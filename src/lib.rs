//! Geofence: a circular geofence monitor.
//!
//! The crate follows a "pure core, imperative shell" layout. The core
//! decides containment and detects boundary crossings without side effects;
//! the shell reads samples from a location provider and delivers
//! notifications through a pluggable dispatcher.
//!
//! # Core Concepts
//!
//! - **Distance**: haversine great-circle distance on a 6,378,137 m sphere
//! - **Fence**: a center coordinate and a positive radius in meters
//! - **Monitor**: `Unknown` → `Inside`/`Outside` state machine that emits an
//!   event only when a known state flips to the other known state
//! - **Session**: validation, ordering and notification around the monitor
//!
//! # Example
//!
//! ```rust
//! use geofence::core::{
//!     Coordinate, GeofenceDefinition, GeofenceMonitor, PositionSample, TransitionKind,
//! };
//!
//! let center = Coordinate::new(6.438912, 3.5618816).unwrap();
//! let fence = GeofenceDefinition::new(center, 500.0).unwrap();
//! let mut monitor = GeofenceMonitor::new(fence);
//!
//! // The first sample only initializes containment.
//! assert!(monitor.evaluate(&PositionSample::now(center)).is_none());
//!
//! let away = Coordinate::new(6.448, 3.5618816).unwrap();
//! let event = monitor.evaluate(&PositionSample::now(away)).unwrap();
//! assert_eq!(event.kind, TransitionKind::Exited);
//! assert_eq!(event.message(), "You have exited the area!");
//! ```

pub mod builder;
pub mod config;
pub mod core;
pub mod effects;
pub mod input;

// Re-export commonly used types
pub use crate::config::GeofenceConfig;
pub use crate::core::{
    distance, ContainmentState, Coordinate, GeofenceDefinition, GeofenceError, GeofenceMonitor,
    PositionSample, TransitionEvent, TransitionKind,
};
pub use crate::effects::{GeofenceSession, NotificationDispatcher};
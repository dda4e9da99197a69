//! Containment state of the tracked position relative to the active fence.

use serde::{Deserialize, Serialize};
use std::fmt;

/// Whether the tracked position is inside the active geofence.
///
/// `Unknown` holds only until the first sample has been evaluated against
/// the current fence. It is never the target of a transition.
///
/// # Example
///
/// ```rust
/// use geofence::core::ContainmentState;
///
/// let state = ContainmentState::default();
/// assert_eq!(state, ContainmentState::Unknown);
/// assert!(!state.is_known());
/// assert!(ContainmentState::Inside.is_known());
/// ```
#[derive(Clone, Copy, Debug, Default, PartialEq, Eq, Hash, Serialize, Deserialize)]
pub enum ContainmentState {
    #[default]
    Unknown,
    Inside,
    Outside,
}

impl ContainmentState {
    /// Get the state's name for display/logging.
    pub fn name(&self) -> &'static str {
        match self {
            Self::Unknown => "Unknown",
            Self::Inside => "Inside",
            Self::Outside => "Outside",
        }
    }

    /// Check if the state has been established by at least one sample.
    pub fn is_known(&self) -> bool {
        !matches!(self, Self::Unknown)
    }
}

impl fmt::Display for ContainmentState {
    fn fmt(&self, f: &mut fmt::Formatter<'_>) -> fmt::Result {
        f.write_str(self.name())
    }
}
...
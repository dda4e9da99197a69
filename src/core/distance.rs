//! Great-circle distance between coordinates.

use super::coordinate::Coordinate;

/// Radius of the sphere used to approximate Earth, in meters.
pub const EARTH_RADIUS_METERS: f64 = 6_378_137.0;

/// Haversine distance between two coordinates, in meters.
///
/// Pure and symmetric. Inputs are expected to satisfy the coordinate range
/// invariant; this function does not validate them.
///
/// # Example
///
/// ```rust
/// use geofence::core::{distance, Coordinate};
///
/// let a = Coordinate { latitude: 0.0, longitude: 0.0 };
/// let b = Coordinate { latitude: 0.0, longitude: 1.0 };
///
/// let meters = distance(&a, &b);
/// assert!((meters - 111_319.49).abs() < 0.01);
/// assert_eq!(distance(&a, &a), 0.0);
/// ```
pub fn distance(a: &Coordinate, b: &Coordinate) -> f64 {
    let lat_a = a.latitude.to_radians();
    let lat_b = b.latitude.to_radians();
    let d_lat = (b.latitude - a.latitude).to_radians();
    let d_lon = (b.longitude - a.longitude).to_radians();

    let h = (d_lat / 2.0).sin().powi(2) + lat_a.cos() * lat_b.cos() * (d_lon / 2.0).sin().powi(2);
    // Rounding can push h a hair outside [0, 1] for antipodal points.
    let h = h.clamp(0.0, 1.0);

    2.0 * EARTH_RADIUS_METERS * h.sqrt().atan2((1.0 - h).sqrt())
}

Problem statement:
Your answer should consist of each line above in which "impl" appears.

Exercise response:
impl ContainmentState {
impl fmt::Display for ContainmentState {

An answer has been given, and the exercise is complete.